Exercise instructions. Determine the number of lines in the data that include the word "AdjacencyGraph", and write only that number.

Entries supplied.

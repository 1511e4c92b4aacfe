use std::iter::FusedIterator;

use fxhash::FxHashMap;
use itertools::Itertools;
use tracing::debug;

use super::*;

/// Strong connectivity as methods on graphs.
pub trait Connectivity: VertexListGraph + IncidenceGraph + Sized {
    /// Returns an iterator over the strongly connected components of the graph
    fn strongly_connected_components(&self) -> StronglyConnectedComponents<'_, Self> {
        StronglyConnectedComponents::new(self)
    }

    /// In contrast to [`Connectivity::strongly_connected_components`], this method includes
    /// SCCs of size 1 if and only if the vertex has a self-loop
    fn strongly_connected_components_no_singletons(&self) -> StronglyConnectedComponents<'_, Self> {
        StronglyConnectedComponents::new(self).include_singletons(false)
    }

    /// Returns *true* if every vertex can reach every other vertex.
    /// The graph without vertices is strongly connected.
    fn is_strongly_connected(&self) -> bool {
        let mut sccs = self.strongly_connected_components();
        sccs.next().is_none() || sccs.next().is_none()
    }

    /// Returns an error if [`Connectivity::is_strongly_connected`] does not hold.
    ///
    /// # Errors
    /// Fails with [`AlgorithmError::NotStronglyConnected`] if there is more than one strongly
    /// connected component.
    fn ensure_strongly_connected(&self) -> Result<(), AlgorithmError> {
        if self.is_strongly_connected() {
            return Ok(());
        }

        debug!(
            components = self.strongly_connected_components().count(),
            "graph is not strongly connected"
        );
        Err(AlgorithmError::not_strongly_connected())
    }
}

impl<G: VertexListGraph + IncidenceGraph> Connectivity for G {}

/// Implementation of Tarjan's Algorithm for Strongly Connected Components.
/// It is designed as an iterator that emits the vertices of one strongly connected component at a
/// time. Observe that the order of vertices within a component is non-deterministic; the order of
/// the components themselves are in the reverse topological order of the SCCs (i.e. if each SCC
/// were contracted into a single vertex).
///
/// Vertices are only discovered through [`VertexListGraph::vertices`] and edges only through
/// [`IncidenceGraph::out_edges`], hence on a filtered view only the visible part is considered.
pub struct StronglyConnectedComponents<'a, G>
where
    G: VertexListGraph + IncidenceGraph,
{
    graph: &'a G,
    vertices: Vec<&'a G::Vertex>,
    positions: FxHashMap<&'a G::Vertex, usize>,
    idx: usize,

    states: Vec<VertexState>,
    potentially_unvisited: usize,

    include_singletons: bool,

    path_stack: Vec<usize>,

    call_stack: Vec<StackFrame>,
}

impl<'a, G> StronglyConnectedComponents<'a, G>
where
    G: VertexListGraph + IncidenceGraph,
{
    /// Construct the iterator for some graph
    pub fn new(graph: &'a G) -> Self {
        let vertices = graph.vertices().collect_vec();
        let positions = vertices.iter().enumerate().map(|(i, &v)| (v, i)).collect();

        Self {
            graph,
            states: vec![Default::default(); vertices.len()],
            vertices,
            positions,
            idx: 0,
            potentially_unvisited: 0,

            include_singletons: true,

            path_stack: Vec::with_capacity(32),
            call_stack: Vec::with_capacity(32),
        }
    }

    /// Each vertex that is not part of a circle is returned as its own SCC.
    /// By setting `include = false`, those vertices are not returned
    pub fn set_include_singletons(&mut self, include: bool) {
        self.include_singletons = include;
    }

    pub fn include_singletons(mut self, include: bool) -> Self {
        self.set_include_singletons(include);
        self
    }

    /// Just like in a classic DFS where we want to compute a spanning-forest, we will need to
    /// visit each vertex at least once. We start with the first vertex, and cover all vertices
    /// reachable from there in `search`. Then, we search for an untouched vertex here, and start over.
    fn next_unvisited_vertex(&mut self) -> Option<usize> {
        while self.potentially_unvisited < self.vertices.len() {
            if !self.states[self.potentially_unvisited].visited {
                let v = self.potentially_unvisited;
                self.push_vertex(v, None);
                return Some(v);
            }

            self.potentially_unvisited += 1;
        }
        None
    }

    /// Put a pristine stack frame on the call stack. Roughly speaking, this is the first step
    /// to a recursive call of search.
    fn push_vertex(&mut self, vertex: usize, parent: Option<usize>) {
        let u = self.vertices[vertex];
        let neighbors = self
            .graph
            .try_get_out_edges(u)
            .into_iter()
            .flatten()
            .filter_map(|e| e.other_end(u))
            .filter_map(|w| self.positions.get(w).copied())
            .collect_vec();

        self.call_stack.push(StackFrame {
            vertex,
            parent: parent.unwrap_or(vertex),
            initial_stack_len: 0,
            first_call: true,
            has_loop: false,
            neighbors: neighbors.into_iter(),
        });
    }

    fn search(&mut self) -> Option<Vec<G::Vertex>> {
        /*
        Tarjan's algorithm is typically described recursively. We simulate the recursion with
        the explicit call stack `self.call_stack`, which lets us pause after each component
        (to implement `Iterator`) and avoids stack overflows on deep graphs.

        On first visit a vertex v gets the next index and the same low_link. The low_link is the
        smallest index known to be reachable from v. Eventually all vertices of an SCC share the
        low_link of the unique vertex with this index, the root of the SCC.
        */

        'recurse: while let Some(frame) = self.call_stack.last_mut() {
            let v = frame.vertex;

            if frame.first_call {
                frame.first_call = false;
                frame.initial_stack_len = self.path_stack.len();

                self.states[v].visit(self.idx);
                self.idx += 1;

                self.path_stack.push(v);
            }

            for w in frame.neighbors.by_ref() {
                let w_state = self.states[w];
                frame.has_loop |= w == v;

                if !w_state.visited {
                    self.push_vertex(w, Some(v));
                    continue 'recurse;
                } else if w_state.on_stack {
                    self.states[frame.vertex].try_lower_link(w_state.index);
                }
            }

            let Some(frame) = self.call_stack.pop() else {
                break;
            };
            let state = self.states[v];

            self.states[frame.parent].try_lower_link(state.low_link);

            if state.is_root() {
                if !self.include_singletons && self.path_stack.last() == Some(&v) && !frame.has_loop {
                    // skip producing component descriptor, since we have a singleton vertex
                    self.states[v].on_stack = false;
                    self.path_stack.pop();
                } else {
                    let component = self.path_stack.split_off(frame.initial_stack_len);
                    for &w in &component {
                        self.states[w].on_stack = false;
                    }

                    debug_assert_eq!(component.first(), Some(&v));

                    return Some(component.into_iter().map(|w| self.vertices[w].clone()).collect());
                }
            }
        }

        None
    }
}

impl<G> Iterator for StronglyConnectedComponents<'_, G>
where
    G: VertexListGraph + IncidenceGraph,
{
    type Item = Vec<G::Vertex>;

    /// Returns either the vertices that form an SCC or None if no further SCC was found
    fn next(&mut self) -> Option<Self::Item> {
        loop {
            if let Some(x) = self.search() {
                return Some(x);
            }

            self.next_unvisited_vertex()?;
        }
    }
}

impl<G> FusedIterator for StronglyConnectedComponents<'_, G> where G: VertexListGraph + IncidenceGraph {}

#[derive(Debug, Clone)]
struct StackFrame {
    vertex: usize,
    parent: usize,
    initial_stack_len: usize,
    first_call: bool,
    has_loop: bool,
    neighbors: std::vec::IntoIter<usize>,
}

#[derive(Debug, Clone, Copy, Default)]
struct VertexState {
    visited: bool,
    on_stack: bool,
    index: usize,
    low_link: usize,
}

impl VertexState {
    fn visit(&mut self, u: usize) {
        debug_assert!(!self.visited);
        self.index = u;
        self.low_link = u;
        self.visited = true;
        self.on_stack = true;
    }

    fn try_lower_link(&mut self, l: usize) {
        self.low_link = self.low_link.min(l);
    }

    fn is_root(&self) -> bool {
        self.index == self.low_link
    }
}

/// Sorts the vertices in each component increasingly and then the components themselves lexicographically.
pub fn sort_components<V: Ord>(mut components: Vec<Vec<V>>) -> Vec<Vec<V>> {
    components.iter_mut().for_each(|comp| comp.sort_unstable());
    components.sort_unstable();
    components
}

#[cfg(test)]
mod test {
    use rand::{Rng, SeedableRng};
    use rand_pcg::Pcg64Mcg;

    use super::*;

    type Graph = AdjacencyGraph<u32, Edge<u32>>;

    fn graph_with_vertices(n: u32) -> Graph {
        let mut graph = Graph::new();
        graph.add_vertex_range(0..n);
        graph
    }

    #[test]
    fn scc() {
        let graph = Graph::from_edges([
            (0, 1),
            (1, 2),
            (1, 4),
            (1, 5),
            (2, 6),
            (2, 3),
            (3, 2),
            (3, 7),
            (4, 0),
            (4, 5),
            (5, 6),
            (6, 5),
            (7, 3),
            (7, 6),
        ]);

        let sccs = graph.strongly_connected_components().collect_vec();
        assert_eq!(sccs.len(), 3);
        assert!(sccs.iter().all(|scc| !scc.is_empty()));

        let sccs = sort_components(sccs);
        assert_eq!(sccs[0], [0, 1, 4]);
        assert_eq!(sccs[1], [2, 3, 7]);
        assert_eq!(sccs[2], [5, 6]);

        assert!(!graph.is_strongly_connected());
    }

    #[test]
    fn scc_singletons() {
        // {0,1} and {4,5} are scc pairs, 2 is a loop, 3 is a singleton
        let mut graph = graph_with_vertices(6);
        graph
            .add_edge_range([(0, 1), (1, 0), (2, 2), (4, 5), (5, 4)])
            .unwrap();

        {
            let sccs = sort_components(graph.strongly_connected_components().collect_vec());
            assert_eq!(sccs, [vec![0, 1], vec![2], vec![3], vec![4, 5]]);
        }

        {
            let sccs = sort_components(
                graph
                    .strongly_connected_components_no_singletons()
                    .collect_vec(),
            );
            assert_eq!(sccs, [vec![0, 1], vec![2], vec![4, 5]]);
        }
    }

    #[test]
    fn scc_tree() {
        let graph = Graph::from_edges([(0, 1), (1, 2), (1, 3), (1, 4), (3, 5), (3, 6)]);

        // in a directed tree each vertex is a strongly connected component
        let sccs = sort_components(graph.strongly_connected_components().collect_vec());
        assert_eq!(sccs.len(), 7);
        for (i, scc) in sccs.iter().enumerate() {
            assert_eq!(scc, &[i as u32]);
        }
    }

    #[test]
    fn scc_random() {
        let rng = &mut Pcg64Mcg::seed_from_u64(1234);

        for i in 0..10 {
            let n = 1000;
            let mut graph = graph_with_vertices(n);
            for _ in 0..(n as usize * i / 4) {
                graph
                    .add_edge(Edge(rng.random_range(0..n), rng.random_range(0..n)))
                    .unwrap();
            }

            let sccs = graph.strongly_connected_components().collect_vec();
            assert_eq!(sccs.iter().map(|x| x.len()).sum::<usize>(), n as usize);
            assert!(sccs.iter().flatten().all_unique());
        }
    }

    #[test]
    fn scc_long_cycle() {
        // assert that we can deal with very deep stacks
        let n = 10_000u32;
        let graph = Graph::from_edges((0..n).map(|u| (u, (u + 1) % n)));

        let sccs = graph.strongly_connected_components().collect_vec();
        assert_eq!(sccs.len(), 1);
        assert_eq!(sccs[0].len(), n as usize);
        assert!(graph.is_strongly_connected());
    }

    #[test]
    fn empty_and_single_vertex() {
        assert!(Graph::new().is_strongly_connected());
        assert!(Graph::new().ensure_strongly_connected().is_ok());
        assert!(graph_with_vertices(1).is_strongly_connected());
        assert!(!graph_with_vertices(2).is_strongly_connected());
    }

    #[test]
    fn filtered_views() {
        let graph = Graph::from_edges([(0, 1), (1, 2), (2, 0), (2, 3), (3, 2)]);
        assert!(graph.ensure_strongly_connected().is_ok());

        let err = graph
            .edge_filtered(|e: &Edge<u32>| *e != Edge(3, 2))
            .ensure_strongly_connected()
            .unwrap_err();
        assert!(err.is_not_strongly_connected());
        assert_eq!(err.to_string(), "The graph is not strongly connected.");

        // hiding 1 breaks the cycle 0 -> 1 -> 2 -> 0
        let view = graph.vertex_filtered(|v: &u32| *v != 1);
        assert!(!view.is_strongly_connected());
        assert_eq!(
            sort_components(view.strongly_connected_components().collect_vec()),
            [vec![0], vec![2, 3]]
        );

        // hiding 0 and 1 leaves only the cycle 2 <-> 3
        let view = graph.vertex_filtered(|v: &u32| *v != 0 && *v != 1);
        assert!(view.is_strongly_connected());

        let undirected: UndirectedGraph<u32, Edge<u32>> =
            UndirectedGraph::from_edges([(0, 1), (1, 2)]);
        assert!(undirected.is_strongly_connected());
        assert!(!undirected.vertex_filtered(|v: &u32| *v != 1).is_strongly_connected());
    }
}
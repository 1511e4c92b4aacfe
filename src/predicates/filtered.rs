use std::fmt::{self, Debug};

use crate::{edge::EdgeType, error::*, ops::*};

use super::{EdgePredicate, VertexPredicate};

/// A lazy, read-only view of a base graph restricted by a vertex and an edge predicate.
///
/// - A vertex is visible iff it is a member of the base graph and fulfills the vertex predicate.
/// - An edge is visible iff it is a member of the base graph, fulfills the edge predicate and
///   both of its endpoints fulfill the vertex predicate.
///
/// The view borrows the base graph. It caches nothing, so answers always reflect the current
/// state of the base graph and the current behaviour of the predicates. As the view is itself
/// an [`IncidenceGraph`], views can be nested.
pub struct FilteredGraph<'g, G, VP, EP> {
    base: &'g G,
    vertex_predicate: VP,
    edge_predicate: EP,
}

impl<'g, G, VP, EP> FilteredGraph<'g, G, VP, EP>
where
    G: GraphType,
    VP: VertexPredicate<G::Vertex>,
    EP: EdgePredicate<G::Edge>,
{
    /// Creates a view of `base` restricted by both predicates
    pub fn new(base: &'g G, vertex_predicate: VP, edge_predicate: EP) -> Self {
        Self {
            base,
            vertex_predicate,
            edge_predicate,
        }
    }

    /// Creates a view from arguments that may be absent.
    ///
    /// # Errors
    /// Fails with [`ArgumentError::Missing`] naming the first absent argument in the order
    /// `base_graph`, `vertex_predicate`, `edge_predicate`.
    pub fn try_new(
        base: Option<&'g G>,
        vertex_predicate: Option<VP>,
        edge_predicate: Option<EP>,
    ) -> Result<Self, ArgumentError> {
        let base = base.ok_or(ArgumentError::Missing("base_graph"))?;
        let vertex_predicate = vertex_predicate.ok_or(ArgumentError::Missing("vertex_predicate"))?;
        let edge_predicate = edge_predicate.ok_or(ArgumentError::Missing("edge_predicate"))?;

        Ok(Self::new(base, vertex_predicate, edge_predicate))
    }

    /// Returns an empty builder
    pub fn builder() -> FilteredGraphBuilder<'g, G, VP, EP> {
        FilteredGraphBuilder::default()
    }

    /// Returns the wrapped graph
    pub fn base_graph(&self) -> &'g G {
        self.base
    }

    pub fn vertex_predicate(&self) -> &VP {
        &self.vertex_predicate
    }

    pub fn edge_predicate(&self) -> &EP {
        &self.edge_predicate
    }

    /// Returns *true* if `vertex` passes the vertex predicate (membership is not checked)
    fn passes_vertex(&self, vertex: &G::Vertex) -> bool {
        (self.vertex_predicate)(vertex)
    }

    /// Returns *true* if `edge` and both of its endpoints pass their predicates
    /// (membership is not checked)
    fn passes_edge(&self, edge: &G::Edge) -> bool {
        (self.edge_predicate)(edge)
            && self.passes_vertex(edge.source())
            && self.passes_vertex(edge.target())
    }
}

impl<G, VP: Clone, EP: Clone> Clone for FilteredGraph<'_, G, VP, EP> {
    fn clone(&self) -> Self {
        Self {
            base: self.base,
            vertex_predicate: self.vertex_predicate.clone(),
            edge_predicate: self.edge_predicate.clone(),
        }
    }
}

impl<G: Debug, VP, EP> Debug for FilteredGraph<'_, G, VP, EP> {
    fn fmt(&self, f: &mut fmt::Formatter<'_>) -> fmt::Result {
        f.debug_struct("FilteredGraph")
            .field("base", self.base)
            .finish_non_exhaustive()
    }
}

impl<G, VP, EP> GraphType for FilteredGraph<'_, G, VP, EP>
where
    G: GraphType,
    VP: VertexPredicate<G::Vertex>,
    EP: EdgePredicate<G::Edge>,
{
    type Vertex = G::Vertex;
    type Edge = G::Edge;

    fn is_directed(&self) -> bool {
        self.base.is_directed()
    }

    fn allow_parallel_edges(&self) -> bool {
        self.base.allow_parallel_edges()
    }
}

impl<G, VP, EP> ImplicitVertexSet for FilteredGraph<'_, G, VP, EP>
where
    G: ImplicitVertexSet,
    VP: VertexPredicate<G::Vertex>,
    EP: EdgePredicate<G::Edge>,
{
    fn contains_vertex(&self, vertex: &G::Vertex) -> bool {
        self.base.contains_vertex(vertex) && self.passes_vertex(vertex)
    }
}

impl<G, VP, EP> IncidenceGraph for FilteredGraph<'_, G, VP, EP>
where
    G: IncidenceGraph,
    VP: VertexPredicate<G::Vertex>,
    EP: EdgePredicate<G::Edge>,
{
    /// Returns the visible out-edges of a visible `vertex`.
    ///
    /// # Errors
    /// Fails with [`LookupError::VertexNotFound`] if `vertex` is hidden by the vertex predicate.
    /// Lookup errors of the base graph are passed on unchanged.
    fn out_edges(&self, vertex: &G::Vertex) -> Result<impl Iterator<Item = &G::Edge>, LookupError> {
        if !self.passes_vertex(vertex) {
            return Err(LookupError::vertex_not_found(vertex));
        }

        Ok(self.base.out_edges(vertex)?.filter(move |e| self.passes_edge(e)))
    }

    fn try_get_out_edges(&self, vertex: &G::Vertex) -> Option<impl Iterator<Item = &G::Edge>> {
        if !self.passes_vertex(vertex) {
            return None;
        }

        Some(self.base.try_get_out_edges(vertex)?.filter(move |e| self.passes_edge(e)))
    }

    fn try_get_edges(
        &self,
        source: &G::Vertex,
        target: &G::Vertex,
    ) -> Option<impl Iterator<Item = &G::Edge>> {
        if !self.passes_vertex(source) {
            return None;
        }

        Some(self.base.try_get_edges(source, target)?.filter(move |e| self.passes_edge(e)))
    }
}

impl<G, VP, EP> VertexListGraph for FilteredGraph<'_, G, VP, EP>
where
    G: VertexListGraph,
    VP: VertexPredicate<G::Vertex>,
    EP: EdgePredicate<G::Edge>,
{
    fn vertices(&self) -> impl Iterator<Item = &G::Vertex> {
        self.base.vertices().filter(move |v| self.passes_vertex(v))
    }
}

impl<G, VP, EP> EdgeListGraph for FilteredGraph<'_, G, VP, EP>
where
    G: EdgeListGraph,
    VP: VertexPredicate<G::Vertex>,
    EP: EdgePredicate<G::Edge>,
{
    fn edges(&self) -> impl Iterator<Item = &G::Edge> {
        self.base.edges().filter(move |e| self.passes_edge(e))
    }

    fn contains_edge(&self, edge: &G::Edge) -> bool {
        self.passes_edge(edge) && self.base.contains_edge(edge)
    }
}

/// Setter-style construction of a [`FilteredGraph`].
///
/// ```
/// use vgraphs::prelude::*;
///
/// let graph: AdjacencyGraph<u32, Edge<u32>> = AdjacencyGraph::from_edges([(1, 2)]);
///
/// let view = FilteredGraph::builder()
///     .base_graph(&graph)
///     .vertex_predicate(|v: &u32| *v != 2)
///     .edge_predicate(|_: &Edge<u32>| true)
///     .build()
///     .unwrap();
///
/// assert_eq!(view.vertex_count(), 1);
/// assert!(view.is_out_edges_empty(&1).unwrap());
/// ```
pub struct FilteredGraphBuilder<'g, G, VP, EP> {
    base: Option<&'g G>,
    vertex_predicate: Option<VP>,
    edge_predicate: Option<EP>,
}

impl<G, VP, EP> Default for FilteredGraphBuilder<'_, G, VP, EP> {
    fn default() -> Self {
        Self {
            base: None,
            vertex_predicate: None,
            edge_predicate: None,
        }
    }
}

impl<'g, G, VP, EP> FilteredGraphBuilder<'g, G, VP, EP>
where
    G: GraphType,
    VP: VertexPredicate<G::Vertex>,
    EP: EdgePredicate<G::Edge>,
{
    pub fn base_graph(mut self, base: &'g G) -> Self {
        self.base = Some(base);
        self
    }

    pub fn vertex_predicate(mut self, vertex_predicate: VP) -> Self {
        self.vertex_predicate = Some(vertex_predicate);
        self
    }

    pub fn edge_predicate(mut self, edge_predicate: EP) -> Self {
        self.edge_predicate = Some(edge_predicate);
        self
    }

    /// Builds the view.
    ///
    /// # Errors
    /// Fails like [`FilteredGraph::try_new`] if an argument was never set.
    pub fn build(self) -> Result<FilteredGraph<'g, G, VP, EP>, ArgumentError> {
        FilteredGraph::try_new(self.base, self.vertex_predicate, self.edge_predicate)
    }
}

Output. 2